◆ TASK INSTRUCTIONS ◆
What follows is a listing. Write it all out exactly.

◆ DATA RECORDS ◆
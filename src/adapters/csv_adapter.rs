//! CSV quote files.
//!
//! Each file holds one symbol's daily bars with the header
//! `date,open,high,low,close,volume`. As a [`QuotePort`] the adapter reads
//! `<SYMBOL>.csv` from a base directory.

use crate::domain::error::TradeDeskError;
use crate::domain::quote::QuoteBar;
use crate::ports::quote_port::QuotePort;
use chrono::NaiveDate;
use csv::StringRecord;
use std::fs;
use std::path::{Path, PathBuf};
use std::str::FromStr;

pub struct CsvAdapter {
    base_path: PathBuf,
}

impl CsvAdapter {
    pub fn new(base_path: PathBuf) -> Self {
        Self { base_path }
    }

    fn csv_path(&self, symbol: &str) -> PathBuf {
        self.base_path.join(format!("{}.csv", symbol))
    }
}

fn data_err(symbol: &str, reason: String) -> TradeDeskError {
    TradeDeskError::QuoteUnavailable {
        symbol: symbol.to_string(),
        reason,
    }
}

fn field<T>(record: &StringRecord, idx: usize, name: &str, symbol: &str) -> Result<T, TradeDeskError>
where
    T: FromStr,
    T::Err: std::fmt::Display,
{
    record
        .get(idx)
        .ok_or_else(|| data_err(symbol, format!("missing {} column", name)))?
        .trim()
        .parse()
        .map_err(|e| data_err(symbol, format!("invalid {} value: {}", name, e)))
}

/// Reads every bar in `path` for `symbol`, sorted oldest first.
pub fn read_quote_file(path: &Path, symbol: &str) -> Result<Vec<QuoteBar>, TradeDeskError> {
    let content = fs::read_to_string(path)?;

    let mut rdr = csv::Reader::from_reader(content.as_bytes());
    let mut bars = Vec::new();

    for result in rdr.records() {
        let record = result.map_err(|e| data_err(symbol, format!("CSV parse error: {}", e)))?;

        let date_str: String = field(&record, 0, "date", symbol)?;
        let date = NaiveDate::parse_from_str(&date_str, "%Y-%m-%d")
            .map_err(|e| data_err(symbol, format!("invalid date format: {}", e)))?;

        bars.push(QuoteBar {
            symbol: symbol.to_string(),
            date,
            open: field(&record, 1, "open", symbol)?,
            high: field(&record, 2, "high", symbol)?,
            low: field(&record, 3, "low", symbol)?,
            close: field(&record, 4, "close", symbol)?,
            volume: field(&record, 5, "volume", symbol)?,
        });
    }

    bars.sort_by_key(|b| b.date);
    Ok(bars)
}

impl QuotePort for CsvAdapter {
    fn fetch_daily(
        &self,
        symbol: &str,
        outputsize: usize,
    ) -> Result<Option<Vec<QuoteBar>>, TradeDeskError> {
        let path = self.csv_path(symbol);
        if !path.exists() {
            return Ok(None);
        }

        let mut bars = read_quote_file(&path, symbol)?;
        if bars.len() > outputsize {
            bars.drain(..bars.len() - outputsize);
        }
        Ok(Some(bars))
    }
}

◆ ANSWER TO THIS TASK ◆
filename src/adapters/csv_adapter.rs
//! CSV quote files.
//!
//! Each file holds one symbol's daily bars with the header
//! `date,open,high,low,close,volume`. As a [`QuotePort`] the adapter reads
//! `<SYMBOL>.csv` from a base directory.

use crate::domain::error::TradeDeskError;
use crate::domain::quote::QuoteBar;
use crate::ports::quote_port::QuotePort;
use chrono::NaiveDate;
use csv::StringRecord;
use std::fs;
use std::path::{Path, PathBuf};
use std::str::FromStr;

pub struct CsvAdapter {
    base_path: PathBuf,
}

impl CsvAdapter {
    pub fn new(base_path: PathBuf) -> Self {
        Self { base_path }
    }

    fn csv_path(&self, symbol: &str) -> PathBuf {
        self.base_path.join(format!("{}.csv", symbol))
    }
}

fn data_err(symbol: &str, reason: String) -> TradeDeskError {
    TradeDeskError::QuoteUnavailable {
        symbol: symbol.to_string(),
        reason,
    }
}

fn field<T>(record: &StringRecord, idx: usize, name: &str, symbol: &str) -> Result<T, TradeDeskError>
where
    T: FromStr,
    T::Err: std::fmt::Display,
{
    record
        .get(idx)
        .ok_or_else(|| data_err(symbol, format!("missing {} column", name)))?
        .trim()
        .parse()
        .map_err(|e| data_err(symbol, format!("invalid {} value: {}", name, e)))
}

/// Reads every bar in `path` for `symbol`, sorted oldest first.
pub fn read_quote_file(path: &Path, symbol: &str) -> Result<Vec<QuoteBar>, TradeDeskError> {
    let content = fs::read_to_string(path)?;

    let mut rdr = csv::Reader::from_reader(content.as_bytes());
    let mut bars = Vec::new();

    for result in rdr.records() {
        let record = result.map_err(|e| data_err(symbol, format!("CSV parse error: {}", e)))?;

        let date_str: String = field(&record, 0, "date", symbol)?;
        let date = NaiveDate::parse_from_str(&date_str, "%Y-%m-%d")
            .map_err(|e| data_err(symbol, format!("invalid date format: {}", e)))?;

        bars.push(QuoteBar {
            symbol: symbol.to_string(),
            date,
            open: field(&record, 1, "open", symbol)?,
            high: field(&record, 2, "high", symbol)?,
            low: field(&record, 3, "low", symbol)?,
            close: field(&record, 4, "close", symbol)?,
            volume: field(&record, 5, "volume", symbol)?,
        });
    }

    bars.sort_by_key(|b| b.date);
    Ok(bars)
}

impl QuotePort for CsvAdapter {
    fn fetch_daily(
        &self,
        symbol: &str,
        outputsize: usize,
    ) -> Result<Option<Vec<QuoteBar>>, TradeDeskError> {
        let path = self.csv_path(symbol);
        if !path.exists() {
            return Ok(None);
        }

        let mut bars = read_quote_file(&path, symbol)?;
        if bars.len() > outputsize {
            bars.drain(..bars.len() - outputsize);
        }
        Ok(Some(bars))
    }
}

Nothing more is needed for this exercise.